The goal of mammogram screenings is to find early-stage cancers that can be removed through less-invasive surgery and treatment, and to prevent cancer from spreading.
The U.S. Preventive Services Task Force recommends women between the ages of 50 and 74 receive mammograms once every two years (biennially). Mammograms are not recommended after age 75. However, Medicare does cover annual mammograms and some doctors recommend continued screening past age 75. You and your physician should decide together how frequently to screen, considering your individual risk assessment.
Generally, Ogren says, cancers you develop when you’re older are slower growing, so the older you get, the less likely that a newly diagnosed cancer is going to be fatal.
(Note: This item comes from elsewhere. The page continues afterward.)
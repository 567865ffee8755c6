//! Domain layer types and invariants.

pub mod codec;
pub mod command;
pub mod entities;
And complications from surgery or other treatment at an older age could reduce quality of life more than the cancer itself.
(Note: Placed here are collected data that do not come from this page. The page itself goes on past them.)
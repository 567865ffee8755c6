use std::{io, net::SocketAddr, path::PathBuf};

use thiserror::Error;

use crate::config::LoadError;

/// Failures of the process-level adapters: library database, listener,
/// logging and configuration.
#[derive(Debug, Error)]
pub enum InfraError {
    #[error("cannot open library database `{}`", path.display())]
    OpenLibrary {
        path: PathBuf,
        #[source]
        source: sqlx::Error,
    },
    #[error("library database error: {0}")]
    Database(#[from] sqlx::Error),
    #[error("cannot listen on {addr}")]
    Listen {
        addr: SocketAddr,
        #[source]
        source: io::Error,
    },
    #[error("io error: {0}")]
    Io(#[from] io::Error),
    #[error("telemetry initialization failed: {0}")]
    Telemetry(String),
    #[error(transparent)]
    Configuration(#[from] LoadError),
}

impl InfraError {
    pub fn open_library(path: impl Into<PathBuf>, source: sqlx::Error) -> Self {
        Self::OpenLibrary {
            path: path.into(),
            source,
        }
    }

    pub fn listen(addr: SocketAddr, source: io::Error) -> Self {
        Self::Listen { addr, source }
    }

    /// Whether the failure is the database being unreachable rather than a
    /// local setup problem.
    pub fn is_unavailable(&self) -> bool {
        matches!(self, Self::OpenLibrary { .. } | Self::Database(_))
    }
}

#[cfg(test)]
mod tests {
    use std::error::Error as _;

    use super::*;

    #[test]
    fn open_failures_name_the_database_file() {
        let err = InfraError::open_library("data/hdlbase.xdb", sqlx::Error::PoolTimedOut);
        assert_eq!(
            err.to_string(),
            "cannot open library database `data/hdlbase.xdb`"
        );
        assert!(err.source().is_some());
        assert!(err.is_unavailable());
    }

    #[test]
    fn listener_failures_are_local() {
        let addr: SocketAddr = "127.0.0.1:3000".parse().expect("addr");
        let err = InfraError::listen(addr, io::Error::from(io::ErrorKind::AddrInUse));
        assert_eq!(err.to_string(), "cannot listen on 127.0.0.1:3000");
        assert!(!err.is_unavailable());
    }
}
But maintaining regular mammograms based on your physician’s recommendations is important, as treating a cancer that has gone unnoticed for years becomes more difficult. Ogren and Blaes also encourage women to be aware of their bodies. Don’t ignore a lump or irregularity—get it checked out right away.
TREATMENT
Breast cancer treatment will vary, but is usually multi-faceted, involving a combination of surgery (lumpectomy or mastectomy), along with radiation, chemotherapy, or hormone therapy.
Ogren says there’s been a push for people with more aggressive cancers to undergo chemotherapy first, to try to shrink the tumor before surgery. Though conversely, some recent studies have evaluated genetic factors to see who benefits most from chemotherapy, only using it when there’s a good chance of it working.
Surgery has also evolved. For example, whereas decades ago it was common to remove all lymph nodes from under the arm, Ogren says, with sentinel lymph node biopsy, the number of lymph nodes removed is now usually very limited.
And immunotherapy medications, such as Herceptin, Perjeta and Kadcyla, are showing promise in helping women with more advanced breast cancer live longer. So is precision medicine that addresses genomic factors in the tumor.
SPREADING THE WORD
Without the mammogram five years ago, Blaes says, Fautsch’s cancer likely would have gone undetected until it required a more aggressive chemotherapy regimen and the potential for other complications.
“And she would have been at much higher risk for developing metastatic disease, which is incurable,” Blaes says. “Where instead, she’s cured.”
Other than a daily Exemestane pill—used to treat breast cancer in women who have gone through menopause—and mammograms every year, Fautsch is back to normal life. She credits her husband, friends and family for providing a strong support network throughout her recovery.
Now 65, retired, and enjoying traveling with her husband and playing with her young granddaughter, she says she’s glad she stayed on top of her screenings. She encourages others to do the same.
“It’s one of those things—you never think it’s going to happen to you,” Fautsch says. “But then it does. And for me, I just thought, OK, I got this, let’s deal with it, let’s get through it, and move on. But without the mammogram, I would never have known.”